Recorded data:
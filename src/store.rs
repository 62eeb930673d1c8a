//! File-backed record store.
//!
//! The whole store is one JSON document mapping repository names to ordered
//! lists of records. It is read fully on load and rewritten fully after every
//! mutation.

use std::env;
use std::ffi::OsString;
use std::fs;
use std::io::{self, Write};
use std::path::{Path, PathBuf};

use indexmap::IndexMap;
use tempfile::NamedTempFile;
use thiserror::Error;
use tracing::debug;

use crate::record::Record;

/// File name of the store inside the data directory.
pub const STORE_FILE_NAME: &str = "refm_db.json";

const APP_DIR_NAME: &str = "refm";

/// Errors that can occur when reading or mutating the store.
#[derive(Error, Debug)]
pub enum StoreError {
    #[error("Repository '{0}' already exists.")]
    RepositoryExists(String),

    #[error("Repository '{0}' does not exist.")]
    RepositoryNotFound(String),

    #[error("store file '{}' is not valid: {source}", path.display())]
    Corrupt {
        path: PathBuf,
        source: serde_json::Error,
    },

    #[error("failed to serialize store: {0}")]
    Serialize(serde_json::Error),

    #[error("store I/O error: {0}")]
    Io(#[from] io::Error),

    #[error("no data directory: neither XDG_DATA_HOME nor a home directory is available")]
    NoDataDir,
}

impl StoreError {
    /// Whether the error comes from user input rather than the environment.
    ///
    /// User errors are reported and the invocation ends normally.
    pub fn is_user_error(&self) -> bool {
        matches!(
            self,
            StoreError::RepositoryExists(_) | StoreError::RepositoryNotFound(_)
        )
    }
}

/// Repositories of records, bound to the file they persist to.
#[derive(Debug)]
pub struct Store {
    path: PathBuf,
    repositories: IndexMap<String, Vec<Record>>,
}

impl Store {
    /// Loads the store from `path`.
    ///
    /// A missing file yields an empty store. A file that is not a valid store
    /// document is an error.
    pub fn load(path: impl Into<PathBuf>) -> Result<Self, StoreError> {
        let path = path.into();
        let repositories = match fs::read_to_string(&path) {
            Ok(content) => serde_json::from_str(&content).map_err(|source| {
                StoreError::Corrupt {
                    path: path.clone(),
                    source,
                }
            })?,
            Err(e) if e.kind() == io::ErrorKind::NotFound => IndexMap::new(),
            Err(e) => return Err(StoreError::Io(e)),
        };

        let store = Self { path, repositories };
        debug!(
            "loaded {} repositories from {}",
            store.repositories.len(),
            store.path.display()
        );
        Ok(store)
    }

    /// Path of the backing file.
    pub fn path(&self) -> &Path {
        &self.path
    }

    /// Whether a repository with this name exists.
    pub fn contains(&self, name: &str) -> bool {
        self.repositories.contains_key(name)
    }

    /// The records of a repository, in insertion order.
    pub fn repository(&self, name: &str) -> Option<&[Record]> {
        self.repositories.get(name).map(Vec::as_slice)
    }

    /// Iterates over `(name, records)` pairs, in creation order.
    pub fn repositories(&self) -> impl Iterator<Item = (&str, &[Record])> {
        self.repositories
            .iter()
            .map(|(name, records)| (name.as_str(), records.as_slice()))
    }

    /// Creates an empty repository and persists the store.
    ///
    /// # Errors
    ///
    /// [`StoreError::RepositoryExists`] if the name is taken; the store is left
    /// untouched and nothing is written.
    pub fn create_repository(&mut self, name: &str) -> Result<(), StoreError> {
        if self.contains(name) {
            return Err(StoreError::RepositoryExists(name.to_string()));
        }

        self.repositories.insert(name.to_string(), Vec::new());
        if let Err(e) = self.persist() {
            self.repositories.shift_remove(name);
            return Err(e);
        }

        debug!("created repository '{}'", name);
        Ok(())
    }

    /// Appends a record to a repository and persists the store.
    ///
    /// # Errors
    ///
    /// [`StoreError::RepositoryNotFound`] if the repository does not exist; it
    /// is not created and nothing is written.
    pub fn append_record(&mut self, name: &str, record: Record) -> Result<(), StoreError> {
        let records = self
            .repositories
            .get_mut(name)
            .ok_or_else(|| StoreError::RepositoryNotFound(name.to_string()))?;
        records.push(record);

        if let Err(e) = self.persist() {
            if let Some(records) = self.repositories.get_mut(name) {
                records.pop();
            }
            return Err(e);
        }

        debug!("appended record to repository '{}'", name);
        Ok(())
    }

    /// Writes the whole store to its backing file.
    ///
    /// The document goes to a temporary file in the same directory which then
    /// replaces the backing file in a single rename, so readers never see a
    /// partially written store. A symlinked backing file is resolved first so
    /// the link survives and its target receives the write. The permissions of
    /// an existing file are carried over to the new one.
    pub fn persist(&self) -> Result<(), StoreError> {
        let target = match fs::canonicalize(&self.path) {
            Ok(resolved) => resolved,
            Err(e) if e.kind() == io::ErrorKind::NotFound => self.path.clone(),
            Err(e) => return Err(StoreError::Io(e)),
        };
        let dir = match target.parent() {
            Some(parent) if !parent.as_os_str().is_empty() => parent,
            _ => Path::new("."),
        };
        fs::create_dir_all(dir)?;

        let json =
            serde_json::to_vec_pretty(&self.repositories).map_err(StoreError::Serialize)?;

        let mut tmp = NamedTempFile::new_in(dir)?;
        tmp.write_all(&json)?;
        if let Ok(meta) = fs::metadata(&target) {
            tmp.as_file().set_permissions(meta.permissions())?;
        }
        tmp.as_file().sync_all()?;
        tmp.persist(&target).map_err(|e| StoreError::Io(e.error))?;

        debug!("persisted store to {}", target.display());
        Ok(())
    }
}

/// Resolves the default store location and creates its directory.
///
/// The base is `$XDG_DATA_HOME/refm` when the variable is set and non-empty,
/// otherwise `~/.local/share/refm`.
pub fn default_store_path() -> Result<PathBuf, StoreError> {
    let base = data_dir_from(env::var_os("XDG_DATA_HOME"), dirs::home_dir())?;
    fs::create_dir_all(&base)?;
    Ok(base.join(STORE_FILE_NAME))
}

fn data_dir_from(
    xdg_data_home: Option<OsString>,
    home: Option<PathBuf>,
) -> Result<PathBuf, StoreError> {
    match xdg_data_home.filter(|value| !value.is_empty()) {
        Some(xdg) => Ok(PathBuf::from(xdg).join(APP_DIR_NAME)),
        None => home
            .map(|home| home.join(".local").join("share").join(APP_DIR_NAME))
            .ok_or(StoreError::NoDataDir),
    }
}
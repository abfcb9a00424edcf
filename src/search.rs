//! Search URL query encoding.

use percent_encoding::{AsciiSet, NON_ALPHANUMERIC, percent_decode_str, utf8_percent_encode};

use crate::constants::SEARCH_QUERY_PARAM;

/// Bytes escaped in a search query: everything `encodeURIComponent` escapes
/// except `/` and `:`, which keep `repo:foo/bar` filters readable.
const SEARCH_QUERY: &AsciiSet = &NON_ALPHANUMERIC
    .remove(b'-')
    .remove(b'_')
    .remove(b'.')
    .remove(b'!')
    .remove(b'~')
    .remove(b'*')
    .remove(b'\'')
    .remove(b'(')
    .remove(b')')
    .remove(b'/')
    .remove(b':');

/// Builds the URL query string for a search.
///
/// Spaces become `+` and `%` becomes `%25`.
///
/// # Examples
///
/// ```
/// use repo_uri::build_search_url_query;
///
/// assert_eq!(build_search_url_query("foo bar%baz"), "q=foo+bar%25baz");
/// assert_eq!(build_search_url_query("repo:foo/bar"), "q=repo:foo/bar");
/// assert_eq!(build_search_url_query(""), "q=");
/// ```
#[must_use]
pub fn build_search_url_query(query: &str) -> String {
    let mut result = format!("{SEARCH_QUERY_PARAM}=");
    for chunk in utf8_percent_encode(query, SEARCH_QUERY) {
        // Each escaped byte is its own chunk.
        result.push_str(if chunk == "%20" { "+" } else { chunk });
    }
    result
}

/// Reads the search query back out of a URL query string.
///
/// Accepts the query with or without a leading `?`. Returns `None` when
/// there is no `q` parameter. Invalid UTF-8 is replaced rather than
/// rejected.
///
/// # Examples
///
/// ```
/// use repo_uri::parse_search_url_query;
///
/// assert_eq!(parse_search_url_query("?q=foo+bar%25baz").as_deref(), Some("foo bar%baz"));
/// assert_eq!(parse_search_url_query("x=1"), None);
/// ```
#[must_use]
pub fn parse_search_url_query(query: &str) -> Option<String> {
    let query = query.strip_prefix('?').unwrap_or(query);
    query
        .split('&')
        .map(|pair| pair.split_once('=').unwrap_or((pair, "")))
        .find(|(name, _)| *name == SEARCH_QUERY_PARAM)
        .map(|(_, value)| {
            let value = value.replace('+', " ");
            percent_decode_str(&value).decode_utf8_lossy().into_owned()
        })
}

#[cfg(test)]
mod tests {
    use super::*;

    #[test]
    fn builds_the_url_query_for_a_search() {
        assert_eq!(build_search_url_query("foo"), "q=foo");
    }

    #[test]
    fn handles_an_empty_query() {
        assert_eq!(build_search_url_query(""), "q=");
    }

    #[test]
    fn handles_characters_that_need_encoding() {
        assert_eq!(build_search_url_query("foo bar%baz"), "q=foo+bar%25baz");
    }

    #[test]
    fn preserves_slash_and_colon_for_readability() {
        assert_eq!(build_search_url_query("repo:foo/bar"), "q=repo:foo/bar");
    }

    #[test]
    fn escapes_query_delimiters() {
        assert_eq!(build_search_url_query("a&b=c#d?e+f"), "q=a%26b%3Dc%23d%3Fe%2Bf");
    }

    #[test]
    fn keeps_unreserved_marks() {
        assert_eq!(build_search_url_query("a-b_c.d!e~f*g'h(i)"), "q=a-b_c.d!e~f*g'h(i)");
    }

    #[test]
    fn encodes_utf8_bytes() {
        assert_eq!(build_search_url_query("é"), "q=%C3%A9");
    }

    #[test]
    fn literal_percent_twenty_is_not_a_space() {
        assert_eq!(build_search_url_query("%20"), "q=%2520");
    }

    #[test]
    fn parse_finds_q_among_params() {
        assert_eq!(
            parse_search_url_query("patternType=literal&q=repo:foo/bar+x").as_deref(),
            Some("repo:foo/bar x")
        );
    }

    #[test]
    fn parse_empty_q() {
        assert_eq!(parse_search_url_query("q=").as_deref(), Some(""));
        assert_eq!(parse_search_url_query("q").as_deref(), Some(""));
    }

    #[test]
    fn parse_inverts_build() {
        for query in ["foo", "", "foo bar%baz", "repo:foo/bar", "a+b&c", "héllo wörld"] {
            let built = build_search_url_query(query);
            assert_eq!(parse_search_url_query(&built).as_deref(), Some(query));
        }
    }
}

Task to complete: Scan the material above for the word "impl", and copy every line in which it is found.

Answer to this exercise:
impl StoreError {
impl Store {
    pub fn load(path: impl Into<PathBuf>) -> Result<Self, StoreError> {
    pub fn repositories(&self) -> impl Iterator<Item = (&str, &[Record])> {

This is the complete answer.